WORK TASK
Give again, word for word, each line below starting at the one that contains "filename eventrom-core/src/session.rs" and ending at the one that contains "alongside script edits.".
[[ RECORDS SHOWN open ]]
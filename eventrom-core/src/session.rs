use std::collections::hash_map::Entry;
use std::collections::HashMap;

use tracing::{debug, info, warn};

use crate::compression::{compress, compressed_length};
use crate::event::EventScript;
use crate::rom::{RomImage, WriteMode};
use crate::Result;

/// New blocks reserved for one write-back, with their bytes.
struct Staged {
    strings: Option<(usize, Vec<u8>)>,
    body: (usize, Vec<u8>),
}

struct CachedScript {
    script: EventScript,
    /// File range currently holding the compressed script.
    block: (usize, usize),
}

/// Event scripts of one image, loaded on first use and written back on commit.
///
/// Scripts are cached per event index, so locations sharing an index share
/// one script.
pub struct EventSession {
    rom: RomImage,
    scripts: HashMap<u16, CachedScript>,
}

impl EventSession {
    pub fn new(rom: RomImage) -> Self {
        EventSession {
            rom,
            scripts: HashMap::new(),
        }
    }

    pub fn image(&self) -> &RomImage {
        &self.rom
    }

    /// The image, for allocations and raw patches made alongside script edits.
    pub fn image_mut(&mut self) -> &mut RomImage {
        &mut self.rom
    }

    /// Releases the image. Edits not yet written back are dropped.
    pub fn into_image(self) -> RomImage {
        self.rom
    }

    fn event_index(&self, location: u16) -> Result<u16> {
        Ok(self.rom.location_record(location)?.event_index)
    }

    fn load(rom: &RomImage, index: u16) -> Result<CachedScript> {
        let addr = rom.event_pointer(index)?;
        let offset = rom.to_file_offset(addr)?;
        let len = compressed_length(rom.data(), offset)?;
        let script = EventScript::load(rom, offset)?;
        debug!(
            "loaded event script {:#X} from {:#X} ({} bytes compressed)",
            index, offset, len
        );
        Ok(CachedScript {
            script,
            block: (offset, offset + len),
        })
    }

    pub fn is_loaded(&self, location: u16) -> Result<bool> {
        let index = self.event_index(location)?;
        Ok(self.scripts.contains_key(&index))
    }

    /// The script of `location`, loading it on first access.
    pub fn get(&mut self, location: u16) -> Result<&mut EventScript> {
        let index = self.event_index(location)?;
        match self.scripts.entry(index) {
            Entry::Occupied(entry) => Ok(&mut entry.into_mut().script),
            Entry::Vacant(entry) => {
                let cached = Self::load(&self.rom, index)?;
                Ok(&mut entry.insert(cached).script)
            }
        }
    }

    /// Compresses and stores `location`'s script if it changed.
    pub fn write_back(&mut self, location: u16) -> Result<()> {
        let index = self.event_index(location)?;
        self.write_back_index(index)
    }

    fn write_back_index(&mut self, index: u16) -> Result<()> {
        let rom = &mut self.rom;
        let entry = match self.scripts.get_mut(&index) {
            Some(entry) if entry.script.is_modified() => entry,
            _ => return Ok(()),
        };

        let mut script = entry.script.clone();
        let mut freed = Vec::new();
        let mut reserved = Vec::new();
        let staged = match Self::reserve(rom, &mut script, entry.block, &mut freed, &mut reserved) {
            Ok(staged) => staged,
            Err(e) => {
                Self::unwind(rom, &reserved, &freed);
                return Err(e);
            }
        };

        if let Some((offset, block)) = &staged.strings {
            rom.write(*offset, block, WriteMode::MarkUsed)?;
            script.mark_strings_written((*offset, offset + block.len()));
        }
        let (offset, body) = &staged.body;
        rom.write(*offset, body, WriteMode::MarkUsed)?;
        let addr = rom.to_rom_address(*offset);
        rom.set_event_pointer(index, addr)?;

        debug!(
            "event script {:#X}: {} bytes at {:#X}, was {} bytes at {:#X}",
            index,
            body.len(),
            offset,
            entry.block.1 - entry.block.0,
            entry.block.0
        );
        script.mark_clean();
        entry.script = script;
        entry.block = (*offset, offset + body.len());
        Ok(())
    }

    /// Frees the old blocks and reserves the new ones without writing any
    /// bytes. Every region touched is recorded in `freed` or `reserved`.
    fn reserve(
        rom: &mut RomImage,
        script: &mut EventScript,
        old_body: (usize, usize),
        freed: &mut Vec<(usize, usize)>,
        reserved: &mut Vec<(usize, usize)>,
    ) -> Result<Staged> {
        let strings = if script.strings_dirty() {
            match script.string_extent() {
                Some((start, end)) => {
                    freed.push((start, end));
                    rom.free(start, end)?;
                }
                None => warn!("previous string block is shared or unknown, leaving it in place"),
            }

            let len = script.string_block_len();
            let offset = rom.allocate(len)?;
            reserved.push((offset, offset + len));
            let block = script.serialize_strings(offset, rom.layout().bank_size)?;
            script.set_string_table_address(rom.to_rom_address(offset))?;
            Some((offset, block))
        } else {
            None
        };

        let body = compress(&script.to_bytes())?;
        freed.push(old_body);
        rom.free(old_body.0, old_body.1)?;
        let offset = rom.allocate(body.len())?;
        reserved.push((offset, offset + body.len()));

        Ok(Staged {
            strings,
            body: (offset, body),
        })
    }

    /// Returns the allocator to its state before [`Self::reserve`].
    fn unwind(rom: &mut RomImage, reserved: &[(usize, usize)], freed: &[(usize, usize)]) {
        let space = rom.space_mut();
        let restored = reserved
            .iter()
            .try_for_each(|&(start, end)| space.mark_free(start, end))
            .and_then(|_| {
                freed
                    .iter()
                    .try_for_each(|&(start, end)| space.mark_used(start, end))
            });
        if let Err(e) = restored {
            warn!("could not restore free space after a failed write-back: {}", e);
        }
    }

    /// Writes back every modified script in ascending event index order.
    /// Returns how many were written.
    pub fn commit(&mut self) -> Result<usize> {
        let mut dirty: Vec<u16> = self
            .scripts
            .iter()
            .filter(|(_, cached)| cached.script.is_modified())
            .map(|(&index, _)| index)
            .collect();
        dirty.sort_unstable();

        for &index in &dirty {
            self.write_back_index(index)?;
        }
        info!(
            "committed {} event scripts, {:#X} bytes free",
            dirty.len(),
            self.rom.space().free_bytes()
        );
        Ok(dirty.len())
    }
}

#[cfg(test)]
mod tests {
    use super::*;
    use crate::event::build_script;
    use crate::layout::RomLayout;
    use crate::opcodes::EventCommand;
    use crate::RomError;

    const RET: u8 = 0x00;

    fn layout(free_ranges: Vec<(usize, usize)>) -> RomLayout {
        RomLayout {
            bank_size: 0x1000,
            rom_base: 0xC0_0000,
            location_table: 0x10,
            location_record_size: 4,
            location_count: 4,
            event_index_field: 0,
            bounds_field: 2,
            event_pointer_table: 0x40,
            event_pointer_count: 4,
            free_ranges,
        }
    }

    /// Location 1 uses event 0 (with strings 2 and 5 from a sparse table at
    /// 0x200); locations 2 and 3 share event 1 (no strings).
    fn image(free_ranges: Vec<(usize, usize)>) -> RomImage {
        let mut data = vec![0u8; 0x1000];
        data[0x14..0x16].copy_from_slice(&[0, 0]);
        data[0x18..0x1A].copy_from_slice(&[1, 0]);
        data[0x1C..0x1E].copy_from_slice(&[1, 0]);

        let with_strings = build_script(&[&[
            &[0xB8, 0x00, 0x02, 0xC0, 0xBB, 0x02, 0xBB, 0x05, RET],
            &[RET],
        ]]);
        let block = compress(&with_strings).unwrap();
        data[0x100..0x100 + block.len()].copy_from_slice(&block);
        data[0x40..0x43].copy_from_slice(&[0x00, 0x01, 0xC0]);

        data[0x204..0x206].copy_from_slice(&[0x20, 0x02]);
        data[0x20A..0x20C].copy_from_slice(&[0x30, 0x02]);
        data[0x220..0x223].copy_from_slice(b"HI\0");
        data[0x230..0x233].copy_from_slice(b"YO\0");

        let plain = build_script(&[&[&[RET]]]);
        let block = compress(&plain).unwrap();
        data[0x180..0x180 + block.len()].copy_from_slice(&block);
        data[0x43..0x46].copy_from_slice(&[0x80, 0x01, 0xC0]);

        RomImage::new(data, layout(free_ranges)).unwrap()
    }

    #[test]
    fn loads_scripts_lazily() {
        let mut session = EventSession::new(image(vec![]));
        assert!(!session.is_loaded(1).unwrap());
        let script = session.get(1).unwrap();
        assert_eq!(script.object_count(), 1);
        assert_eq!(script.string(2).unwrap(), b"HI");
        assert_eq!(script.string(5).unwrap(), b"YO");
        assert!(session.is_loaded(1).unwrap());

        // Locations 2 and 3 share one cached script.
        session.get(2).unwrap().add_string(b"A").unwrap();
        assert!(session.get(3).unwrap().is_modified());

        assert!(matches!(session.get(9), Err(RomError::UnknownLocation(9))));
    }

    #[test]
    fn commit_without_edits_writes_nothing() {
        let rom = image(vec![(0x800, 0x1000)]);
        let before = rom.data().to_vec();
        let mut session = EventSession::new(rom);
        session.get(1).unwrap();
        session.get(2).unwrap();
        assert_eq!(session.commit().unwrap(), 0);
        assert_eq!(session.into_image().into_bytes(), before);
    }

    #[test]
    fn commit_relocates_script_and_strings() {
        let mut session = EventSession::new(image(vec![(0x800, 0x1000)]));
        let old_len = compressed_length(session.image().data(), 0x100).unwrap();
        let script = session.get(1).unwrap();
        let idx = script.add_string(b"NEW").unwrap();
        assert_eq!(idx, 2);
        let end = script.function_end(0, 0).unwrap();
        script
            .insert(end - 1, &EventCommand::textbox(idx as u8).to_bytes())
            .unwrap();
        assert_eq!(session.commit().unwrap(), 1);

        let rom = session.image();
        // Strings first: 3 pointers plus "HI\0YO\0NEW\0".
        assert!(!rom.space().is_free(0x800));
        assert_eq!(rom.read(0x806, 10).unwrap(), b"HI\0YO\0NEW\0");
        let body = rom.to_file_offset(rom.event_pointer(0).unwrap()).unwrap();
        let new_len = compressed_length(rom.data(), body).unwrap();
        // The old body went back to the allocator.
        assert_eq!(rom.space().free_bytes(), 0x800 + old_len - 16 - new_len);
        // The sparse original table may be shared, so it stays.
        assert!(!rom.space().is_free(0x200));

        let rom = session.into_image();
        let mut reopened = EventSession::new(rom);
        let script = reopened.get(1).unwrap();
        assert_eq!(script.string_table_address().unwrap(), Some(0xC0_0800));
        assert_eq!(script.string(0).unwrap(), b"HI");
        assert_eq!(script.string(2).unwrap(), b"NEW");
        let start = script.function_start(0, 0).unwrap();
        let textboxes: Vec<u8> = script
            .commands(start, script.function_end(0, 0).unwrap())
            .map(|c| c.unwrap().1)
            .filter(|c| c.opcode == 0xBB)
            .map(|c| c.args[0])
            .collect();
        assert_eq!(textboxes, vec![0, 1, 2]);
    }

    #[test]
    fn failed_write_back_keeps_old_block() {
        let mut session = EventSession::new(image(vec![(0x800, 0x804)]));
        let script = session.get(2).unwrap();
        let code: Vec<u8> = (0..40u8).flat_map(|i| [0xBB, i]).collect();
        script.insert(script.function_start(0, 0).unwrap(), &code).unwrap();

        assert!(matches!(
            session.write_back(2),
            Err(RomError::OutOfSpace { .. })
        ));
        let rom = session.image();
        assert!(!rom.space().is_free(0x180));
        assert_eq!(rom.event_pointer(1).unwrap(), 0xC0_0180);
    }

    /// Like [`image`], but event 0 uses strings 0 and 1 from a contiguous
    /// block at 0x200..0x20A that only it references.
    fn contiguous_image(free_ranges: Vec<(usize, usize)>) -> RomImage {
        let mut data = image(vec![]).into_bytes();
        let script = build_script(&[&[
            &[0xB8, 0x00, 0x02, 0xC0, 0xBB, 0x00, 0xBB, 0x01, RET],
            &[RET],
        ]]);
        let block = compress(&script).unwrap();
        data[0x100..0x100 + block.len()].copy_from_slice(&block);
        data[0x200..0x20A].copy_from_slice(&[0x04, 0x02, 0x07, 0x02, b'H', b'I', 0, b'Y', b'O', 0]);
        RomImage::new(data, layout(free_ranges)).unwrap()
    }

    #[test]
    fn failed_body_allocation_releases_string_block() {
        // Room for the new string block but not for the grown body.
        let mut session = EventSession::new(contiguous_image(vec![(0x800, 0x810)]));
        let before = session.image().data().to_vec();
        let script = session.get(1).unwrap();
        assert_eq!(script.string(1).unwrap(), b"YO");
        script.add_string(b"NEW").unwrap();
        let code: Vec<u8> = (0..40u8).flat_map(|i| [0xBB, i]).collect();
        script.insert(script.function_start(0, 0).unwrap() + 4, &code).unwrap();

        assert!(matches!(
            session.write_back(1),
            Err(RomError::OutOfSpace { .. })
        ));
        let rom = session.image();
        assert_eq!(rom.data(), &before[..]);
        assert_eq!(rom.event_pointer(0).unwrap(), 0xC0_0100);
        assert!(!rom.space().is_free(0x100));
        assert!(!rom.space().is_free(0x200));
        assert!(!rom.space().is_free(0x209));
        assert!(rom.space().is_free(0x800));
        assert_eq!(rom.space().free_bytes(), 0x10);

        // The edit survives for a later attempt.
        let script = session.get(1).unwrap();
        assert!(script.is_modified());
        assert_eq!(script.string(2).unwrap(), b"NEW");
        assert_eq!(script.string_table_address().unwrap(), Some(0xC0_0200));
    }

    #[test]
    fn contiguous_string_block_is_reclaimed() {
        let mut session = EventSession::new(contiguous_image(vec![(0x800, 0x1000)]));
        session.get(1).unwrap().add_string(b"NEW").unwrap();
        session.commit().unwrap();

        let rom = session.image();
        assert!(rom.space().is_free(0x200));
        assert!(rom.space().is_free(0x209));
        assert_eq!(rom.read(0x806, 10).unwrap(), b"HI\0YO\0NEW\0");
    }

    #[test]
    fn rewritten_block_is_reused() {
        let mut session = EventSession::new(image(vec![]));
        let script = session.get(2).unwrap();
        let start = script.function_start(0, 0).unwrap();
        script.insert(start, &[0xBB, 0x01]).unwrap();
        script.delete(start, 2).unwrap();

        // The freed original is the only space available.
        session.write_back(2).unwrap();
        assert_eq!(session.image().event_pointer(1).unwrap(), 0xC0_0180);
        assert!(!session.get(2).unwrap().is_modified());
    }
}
[[ RECORDS SHOWN closed ]]
[[ RECORDS SHOWN open ]]
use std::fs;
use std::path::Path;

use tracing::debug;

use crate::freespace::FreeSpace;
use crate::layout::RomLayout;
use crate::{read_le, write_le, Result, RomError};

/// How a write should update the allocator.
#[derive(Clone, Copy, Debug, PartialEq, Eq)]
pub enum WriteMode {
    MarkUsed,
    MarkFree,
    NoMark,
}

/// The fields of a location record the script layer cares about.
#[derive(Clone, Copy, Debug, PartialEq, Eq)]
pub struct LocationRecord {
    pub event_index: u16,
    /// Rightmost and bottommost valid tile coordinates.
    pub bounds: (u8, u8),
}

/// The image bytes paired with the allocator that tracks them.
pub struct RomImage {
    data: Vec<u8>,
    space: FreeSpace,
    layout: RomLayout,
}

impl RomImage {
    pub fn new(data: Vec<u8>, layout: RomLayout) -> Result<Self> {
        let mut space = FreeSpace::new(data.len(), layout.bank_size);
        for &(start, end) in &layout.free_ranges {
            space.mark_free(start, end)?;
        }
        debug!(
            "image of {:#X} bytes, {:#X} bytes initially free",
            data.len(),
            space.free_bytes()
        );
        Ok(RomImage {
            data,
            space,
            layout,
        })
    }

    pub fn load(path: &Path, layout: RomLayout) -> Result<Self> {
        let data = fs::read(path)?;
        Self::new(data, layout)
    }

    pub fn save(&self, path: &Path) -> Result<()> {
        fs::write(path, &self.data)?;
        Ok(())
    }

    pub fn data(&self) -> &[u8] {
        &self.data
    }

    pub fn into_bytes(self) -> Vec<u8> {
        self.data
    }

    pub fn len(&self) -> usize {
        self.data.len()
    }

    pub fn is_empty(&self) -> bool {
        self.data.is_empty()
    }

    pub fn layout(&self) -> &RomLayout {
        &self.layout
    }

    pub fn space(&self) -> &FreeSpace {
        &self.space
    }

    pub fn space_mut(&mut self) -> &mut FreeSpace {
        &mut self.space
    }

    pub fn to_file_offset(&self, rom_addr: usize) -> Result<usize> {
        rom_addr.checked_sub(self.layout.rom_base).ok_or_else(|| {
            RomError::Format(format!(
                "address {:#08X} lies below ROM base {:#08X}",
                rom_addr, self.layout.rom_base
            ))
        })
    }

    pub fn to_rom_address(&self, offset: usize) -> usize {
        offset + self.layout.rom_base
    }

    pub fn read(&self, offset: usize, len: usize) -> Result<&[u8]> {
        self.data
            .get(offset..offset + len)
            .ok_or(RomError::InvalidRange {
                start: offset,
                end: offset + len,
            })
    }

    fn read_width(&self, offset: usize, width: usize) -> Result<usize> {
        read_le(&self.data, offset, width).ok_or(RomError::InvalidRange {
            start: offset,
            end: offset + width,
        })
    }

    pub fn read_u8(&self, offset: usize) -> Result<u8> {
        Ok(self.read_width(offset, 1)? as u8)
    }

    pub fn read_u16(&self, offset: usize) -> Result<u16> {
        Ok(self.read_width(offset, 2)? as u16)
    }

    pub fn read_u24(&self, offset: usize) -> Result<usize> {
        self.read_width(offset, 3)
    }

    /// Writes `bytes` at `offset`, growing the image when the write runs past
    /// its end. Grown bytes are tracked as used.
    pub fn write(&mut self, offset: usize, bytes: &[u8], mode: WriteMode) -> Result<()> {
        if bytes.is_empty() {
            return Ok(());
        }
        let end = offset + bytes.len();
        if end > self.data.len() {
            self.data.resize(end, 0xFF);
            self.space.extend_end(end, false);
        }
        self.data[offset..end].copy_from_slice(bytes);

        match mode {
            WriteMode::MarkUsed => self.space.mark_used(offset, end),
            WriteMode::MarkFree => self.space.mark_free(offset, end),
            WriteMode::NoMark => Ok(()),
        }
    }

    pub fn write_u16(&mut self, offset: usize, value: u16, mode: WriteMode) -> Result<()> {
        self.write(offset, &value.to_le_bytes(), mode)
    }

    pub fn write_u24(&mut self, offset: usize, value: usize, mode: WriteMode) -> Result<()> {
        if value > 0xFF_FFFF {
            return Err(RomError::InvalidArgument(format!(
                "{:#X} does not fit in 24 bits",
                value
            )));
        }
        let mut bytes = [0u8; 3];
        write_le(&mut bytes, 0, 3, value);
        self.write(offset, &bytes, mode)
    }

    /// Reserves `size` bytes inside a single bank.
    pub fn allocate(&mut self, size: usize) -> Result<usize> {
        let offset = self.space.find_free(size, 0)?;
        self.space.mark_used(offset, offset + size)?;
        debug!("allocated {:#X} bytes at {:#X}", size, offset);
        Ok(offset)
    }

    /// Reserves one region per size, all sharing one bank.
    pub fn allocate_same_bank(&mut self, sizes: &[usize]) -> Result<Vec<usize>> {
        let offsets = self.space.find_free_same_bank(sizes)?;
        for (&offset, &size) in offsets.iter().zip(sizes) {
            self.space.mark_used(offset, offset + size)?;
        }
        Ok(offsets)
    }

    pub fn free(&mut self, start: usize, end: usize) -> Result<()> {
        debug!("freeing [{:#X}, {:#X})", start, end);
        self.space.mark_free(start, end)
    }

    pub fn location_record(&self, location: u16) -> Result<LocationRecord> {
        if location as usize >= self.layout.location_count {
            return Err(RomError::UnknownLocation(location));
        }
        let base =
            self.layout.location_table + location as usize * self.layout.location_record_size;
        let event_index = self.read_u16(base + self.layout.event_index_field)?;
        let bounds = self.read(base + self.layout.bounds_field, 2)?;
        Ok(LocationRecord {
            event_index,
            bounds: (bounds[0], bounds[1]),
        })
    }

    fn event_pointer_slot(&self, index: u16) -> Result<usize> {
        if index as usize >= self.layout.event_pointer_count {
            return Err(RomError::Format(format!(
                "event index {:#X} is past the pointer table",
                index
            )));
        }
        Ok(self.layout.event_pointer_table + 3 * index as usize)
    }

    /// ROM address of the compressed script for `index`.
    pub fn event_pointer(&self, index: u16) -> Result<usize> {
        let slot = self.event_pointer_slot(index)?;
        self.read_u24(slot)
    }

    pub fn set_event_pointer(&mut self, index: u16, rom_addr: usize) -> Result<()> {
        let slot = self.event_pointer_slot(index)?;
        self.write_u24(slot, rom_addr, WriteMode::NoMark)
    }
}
[[ RECORDS SHOWN closed ]]
RESULT FOR THIS TASK
filename eventrom-core/src/session.rs
use std::collections::hash_map::Entry;
use std::collections::HashMap;

use tracing::{debug, info, warn};

use crate::compression::{compress, compressed_length};
use crate::event::EventScript;
use crate::rom::{RomImage, WriteMode};
use crate::Result;

/// New blocks reserved for one write-back, with their bytes.
struct Staged {
    strings: Option<(usize, Vec<u8>)>,
    body: (usize, Vec<u8>),
}

struct CachedScript {
    script: EventScript,
    /// File range currently holding the compressed script.
    block: (usize, usize),
}

/// Event scripts of one image, loaded on first use and written back on commit.
///
/// Scripts are cached per event index, so locations sharing an index share
/// one script.
pub struct EventSession {
    rom: RomImage,
    scripts: HashMap<u16, CachedScript>,
}

impl EventSession {
    pub fn new(rom: RomImage) -> Self {
        EventSession {
            rom,
            scripts: HashMap::new(),
        }
    }

    pub fn image(&self) -> &RomImage {
        &self.rom
    }

    /// The image, for allocations and raw patches made alongside script edits.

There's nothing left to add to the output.